Galbraith drew upon the do the job of anthropologists who estimated that primitive guy, residing as a hunter gatherer, required to invest about 4 several hours a working day in search of foods. In the present day age, with growing use of automation, Galbraith foresaw a long term in which male would after once more expend only four hrs in research of his daily bread. Now, soon after the explosive expansion in individual computing and the online, Paul Mason can see more plainly how this transformation may well arrive about. The first action in the process is the universal availability of no cost information through sites these as Wikipedia. Awareness which has value substantially to produce can now be received by all who need it at zero additional expense.

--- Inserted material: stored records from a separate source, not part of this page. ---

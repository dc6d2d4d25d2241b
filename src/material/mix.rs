use anyhow::ensure;

use crate::material::{Material, MaterialEvalContext};
use crate::reflection::{BxDF, MixBxDF, MixComponent};
use crate::spectrum::SampledWavelengths;
use crate::Float;

/// Blend of two non-mix materials, `amount` of the second one.
#[derive(Clone, Debug)]
pub struct MixMaterial {
    materials: Box<[Material; 2]>,
    amount: Float,
}

impl MixMaterial {
    pub fn new(a: Material, b: Material, amount: Float) -> anyhow::Result<Self> {
        ensure!(!a.is_mix() && !b.is_mix(), "mix materials cannot be nested");
        ensure!((0.0..=1.0).contains(&amount), "mix amount {} is outside [0, 1]", amount);
        Ok(Self { materials: Box::new([a, b]), amount })
    }

    pub fn get_bxdf(&self, ctx: &MaterialEvalContext, lambda: &mut SampledWavelengths) -> MixBxDF {
        let [a, b] = &*self.materials;
        let a = component(a.get_bxdf(ctx, lambda));
        let b = component(b.get_bxdf(ctx, lambda));
        MixBxDF::new(a, b, self.amount)
    }
}

fn component(bxdf: BxDF) -> MixComponent {
    match bxdf {
        BxDF::Diffuse(b) => b.into(),
        BxDF::Dielectric(b) => b.into(),
        BxDF::Conductor(b) => b.into(),
        BxDF::CoatedDiffuse(b) => b.into(),
        BxDF::CoatedConductor(b) => b.into(),
        BxDF::Mix(_) => unreachable!("nested mix materials are rejected on construction"),
    }
}
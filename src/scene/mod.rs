use crate::geometry::bounds::Bounds3f;
use crate::geometry::Ray;
use crate::interaction::{Interaction, SHADOW_EPSILON};
use crate::light::DiffuseAreaLight;
use crate::primitive::{Aggregate, PrimitiveList};
use crate::shapes::ShapeIntersection;
use crate::Float;

/// Everything the integrators query while rendering: the geometry and the lights in it.
pub struct Scene<'a> {
    aggregate: PrimitiveList<'a>,
    lights: &'a [DiffuseAreaLight<'a>],
}

impl<'a> Scene<'a> {
    pub fn new(aggregate: PrimitiveList<'a>, lights: &'a [DiffuseAreaLight<'a>]) -> Self {
        Self { aggregate, lights }
    }

    pub fn intersect(&self, ray: &Ray, t_max: Float) -> Option<ShapeIntersection<'_>> {
        self.aggregate.intersect(ray, t_max)
    }

    pub fn intersect_p(&self, ray: &Ray, t_max: Float) -> bool {
        self.aggregate.intersect_p(ray, t_max)
    }

    /// Whether the segment between two points is free of occluders.
    pub fn unoccluded(&self, p0: &Interaction, p1: &Interaction) -> bool {
        !self.intersect_p(&p0.spawn_ray_to_interaction(p1), 1.0 - SHADOW_EPSILON)
    }

    pub fn lights(&self) -> &'a [DiffuseAreaLight<'a>] {
        self.lights
    }

    pub fn bounds(&self) -> Bounds3f {
        self.aggregate.bounds()
    }

    pub fn num_primitives(&self) -> usize {
        self.aggregate.len()
    }
}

Mason sees a development by which far more and additional information, services and items turn into ample to the stage where their close price decreases to zero. This is described as a non-market place economic system that grows together with a diminishing market financial system. Big enterprises that are based on cheap labour would be compelled by legislation to grow to be ‘high-wage, substantial growth, superior know-how financial types.’ And if this seems way too radical, Mason points to company designs which have been outlawed in the previous these types of as these dependent upon slavery and baby labour.
Mason warns towards the danger of capitalists making monopolies as a defence system towards postcapitalism. The generation of monopolies have to be resisted and principles in opposition to rate repairing strictly enforced. Where by a monopoly might be essential, this sort of as in a company sector, it must be taken into community ownership. He argues that delivering companies such as drinking water, electricity, housing, transport, health care, telecoms infrastructure and education and learning, at cost price, socially, would be a strategic act of redistribution vastly extra productive than raising genuine wages.
Mason follows Galbraith in advocating that everyone ought to be compensated a simple income, although he is relatively much less generous to the unemployed. Galbraith proposed that these who decide on to continue to be unemployed must get about 90 percent of the earnings of those doing the job, whilst Mason advocates a universal simple cash flow of only a person-third of the least wage. So, although Mason plots a practical study course toward Utopia, Galbraith may possibly sense that there was even now some way to go.